I can’t say I knew him very well. We never exchanged Christmas presents or birthday cards. No family dinners or formal gatherings, no graduations or Baptisms. Never sure about his family situation or what relatives he may have, had but we loved birding together and that was all we needed to know.
This past week I received the sad news that my longtime birding friend and former BCAS board member Dick Engsberg passed away. I first met Dick when I joined Bergen County Audubon many years ago. He was a scholarly, soft spoken man, kindly and knowledgeable but most important he loved the birds and allowed me the honor and privilege of accompanying him into the field.

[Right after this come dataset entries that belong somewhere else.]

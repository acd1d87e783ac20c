//! Shared guardrails for traversal depths, batch sizing, and history windows.

// Traversal guards
pub const DEFAULT_IMPACT_DEPTH: i64 = 3;
pub const MAX_IMPACT_DEPTH: i64 = 6;
pub const MAX_GRAPH_VISITED: usize = 20_000;

// Scheduler guards
pub const DEFAULT_BATCH_SIZE: i64 = 10;
pub const MAX_BATCH_SIZE: i64 = 500;
pub const DEFAULT_WORKERS: i64 = 4;
pub const MAX_WORKERS: i64 = 64;
pub const DEFAULT_MAX_RETRIES: i64 = 2;
pub const MAX_RETRIES: i64 = 10;
pub const MAX_RETRY_BACKOFF_MS: u64 = 5_000;

// Threshold controller guards
pub const DEFAULT_HISTORY_WINDOW: i64 = 10;
pub const MAX_HISTORY_WINDOW: i64 = 1_000;

pub fn clamp_int(value: i64, minimum: i64, maximum: i64) -> i64 {
    value.max(minimum).min(maximum)
}

pub fn clamp_depth(value: i64, maximum: i64) -> i64 {
    clamp_int(value, 1, maximum)
}

pub fn clamp_batch_size(value: i64) -> usize {
    clamp_int(value, 1, MAX_BATCH_SIZE) as usize
}

pub fn clamp_workers(value: i64) -> usize {
    clamp_int(value, 1, MAX_WORKERS) as usize
}

pub fn clamp_retries(value: i64) -> u32 {
    clamp_int(value, 0, MAX_RETRIES) as u32
}

pub fn clamp_window(value: i64) -> usize {
    clamp_int(value, 1, MAX_HISTORY_WINDOW) as usize
}

/// Parse an on/off toggle the forgiving way (`1/true/yes/on`, case-insensitive).
pub fn parse_toggle(value: &str) -> Option<bool> {
    match value.trim().to_lowercase().as_str() {
        "1" | "true" | "yes" | "on" => Some(true),
        "0" | "false" | "no" | "off" => Some(false),
        _ => None,
    }
}
// ---------------------------------------------------------------------------
// 6. Scheduling model
// ---------------------------------------------------------------------------

#[derive(Debug, Clone, Copy, PartialEq, Eq, Hash, Serialize, Deserialize)]
#[serde(rename_all = "kebab-case")]
pub enum OperationKind {
    SyncFile,
    RemoveFile,
    UpdateArtifact,
    UpdateIndex,
}

#[derive(Debug, Clone, PartialEq, Eq, Serialize, Deserialize)]
pub struct UpdateOperation {
    pub id: String,
    pub kind: OperationKind,
    pub target: String,
    /// Lower runs first.
    pub priority: u32,
    #[serde(default)]
    pub retry_count: u32,
    pub estimated_ms: u64,
    /// Ids of operations that must complete before this one.
    #[serde(default)]
    pub depends_on: Vec<String>,
}

#[derive(Debug, Clone, PartialEq, Eq, Serialize, Deserialize)]
pub struct UpdateBatch {
    pub id: String,
    pub operations: Vec<UpdateOperation>,
    /// Ids of batches that must complete before this one starts.
    pub dependencies: Vec<String>,
    pub estimated_time_ms: u64,
    /// Dependency level the batch belongs to (0 = no prerequisites).
    pub level: usize,
}

#[derive(Debug, Clone, Default, PartialEq, Eq, Serialize, Deserialize)]
pub struct BatchPlan {
    pub batches: Vec<UpdateBatch>,
    /// Longest batch dependency chain: the minimum number of sequential waves.
    pub parallel_groups: usize,
    pub total_operations: usize,
    pub estimated_time_ms: u64,
}

#[derive(Debug, Clone, Copy, PartialEq, Eq, Hash, Serialize, Deserialize)]
#[serde(rename_all = "lowercase")]
pub enum UpdateStrategy {
    Incremental,
    Selective,
    Full,
}

impl UpdateStrategy {
    pub fn as_str(&self) -> &'static str {
        match self {
            UpdateStrategy::Incremental => "incremental",
            UpdateStrategy::Selective => "selective",
            UpdateStrategy::Full => "full",
        }
    }
}

// ---------------------------------------------------------------------------
// 7. Diff / merge model
// ---------------------------------------------------------------------------

#[derive(Debug, Clone, Copy, PartialEq, Eq, Hash, Serialize, Deserialize)]
#[serde(rename_all = "lowercase")]
pub enum DiffLineType {
    Added,
    Removed,
    Unchanged,
}

#[derive(Debug, Clone, PartialEq, Eq, Serialize, Deserialize)]
pub struct DiffLine {
    pub line_type: DiffLineType,
    pub content: String,
    /// 1-based line number in the old text (absent for additions).
    pub old_line: Option<usize>,
    /// 1-based line number in the new text (absent for removals).
    pub new_line: Option<usize>,
}

#[derive(Debug, Clone, PartialEq, Eq, Serialize, Deserialize)]
pub struct DiffHunk {
    /// 1-based position in the old text where the hunk starts.
    pub old_start: usize,
    pub old_lines: usize,
    /// 1-based position in the new text where the hunk starts.
    pub new_start: usize,
    pub new_lines: usize,
    pub lines: Vec<DiffLine>,
}

#[derive(Debug, Clone, PartialEq, Eq, Serialize, Deserialize)]
pub struct MergeConflict {
    /// 1-based line of the opening marker in the merged output.
    pub start_line: usize,
    /// 1-based line of the closing marker in the merged output.
    pub end_line: usize,
    pub ours: String,
    pub theirs: String,
    pub base: Option<String>,
    /// Half-open range of base lines (0-based) the conflict covers.
    pub base_start: usize,
    pub base_end: usize,
}

// ---------------------------------------------------------------------------
// 8. Artifacts and controller history
// ---------------------------------------------------------------------------

/// A generated document of the knowledge base.
#[derive(Debug, Clone, PartialEq, Eq, Serialize, Deserialize)]
pub struct Artifact {
    pub id: String,
    pub title: String,
    pub content: String,
    /// Content as last generated; differs from `content` after hand edits.
    #[serde(default)]
    pub base_content: Option<String>,
    #[serde(default)]
    pub source_files: Vec<String>,
    #[serde(default)]
    pub updated_at: i64,
}

impl Artifact {
    pub fn generated(id: impl Into<String>, content: impl Into<String>) -> Self {
        let id = id.into();
        let content = content.into();
        Self {
            title: id.clone(),
            id,
            base_content: Some(content.clone()),
            content,
            source_files: Vec::new(),
            updated_at: now_millis(),
        }
    }

    /// True when the stored content no longer matches what was last generated.
    pub fn has_local_edits(&self) -> bool {
        match &self.base_content {
            Some(base) => base != &self.content,
            None => false,
        }
    }
}

#[derive(Debug, Clone, PartialEq, Serialize, Deserialize)]
pub struct ThresholdRecord {
    pub project_size: usize,
    pub change_percentage: f64,
    pub used_incremental: bool,
    pub success: bool,
    pub update_time_ms: u64,
}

Dick loved birding places like Overpeck preserve and Teaneck Creek and joined me on many of our Bergen Audubon field trips to the Meadowlands. On one of the trips to DeKorte a summer storm brought rain and lightning, causing us to cancel the walk and send everyone home for their own safety. After everyone was gone Dick looked at me with a smile and I knew exactly what he meant. He and I were going out there regardless.
Despite getting soaked and not being able to see a thing through our binoculars it was a wonderful morning. We didn’t have to say it in words; birding friends just understand each other. We never felt the need to mention the beauty of the birds we saw, the magnificence of the species or the grace of its flight. We could look at each other and acknowledge it just as instinctive as any avian species when it knows it knows the time to migrate.
Dick especially loved the sparrows and taught me the difference between a Savannah and a Song and a Chipping and a Tree as well as all our other Sparrow species, something I will cherish always. I stood next to him as he searched the muddy shores of Mill Creek Marsh for the many different Sandpipers and combed the skies of Overpeck searching for Kestrels and Peregrines. He also loved the butterflies and native plants and helped put in much of the milkweed we have at our Overpeck butterfly garden.
It seemed to happened suddenly; Dick’s health began to fail. He joined us less until one day not at all. Phone calls, knocks at the door and the offers of rides could no longer convince him for even a short time to come out and enjoy the birds with us.
Many times our conversations in the field would refer back to something Dick once said or something he taught us about the birds. Never a day went by that myself or anyone that had the pleasure of birding with him wished he was there with us. But as life and nature does it continues on with or without us .
When I got word that Dick had passed away I was of course saddened and then selfishly angry that I would never have the joy of raising my binoculars with him ever again. He will forever be missed by everyone he taught to love all of nature, especially the birds .
Just as we learn to find a special place in our hearts for the birds we love we should never forget to appreciate and cherish the people that we go birding with. We may not know much about them, what they do for a living or even where they come from. But we do know how much we enjoy the passion of birding along with them and how they along with the birds enrich our lives and make our trips afield memorable and irreplaceable.
Through all the rainy days, summer heat and winter cold we get the privilege of experiencing what we love most together along with these very special individuals and that is all we ever need to know about them.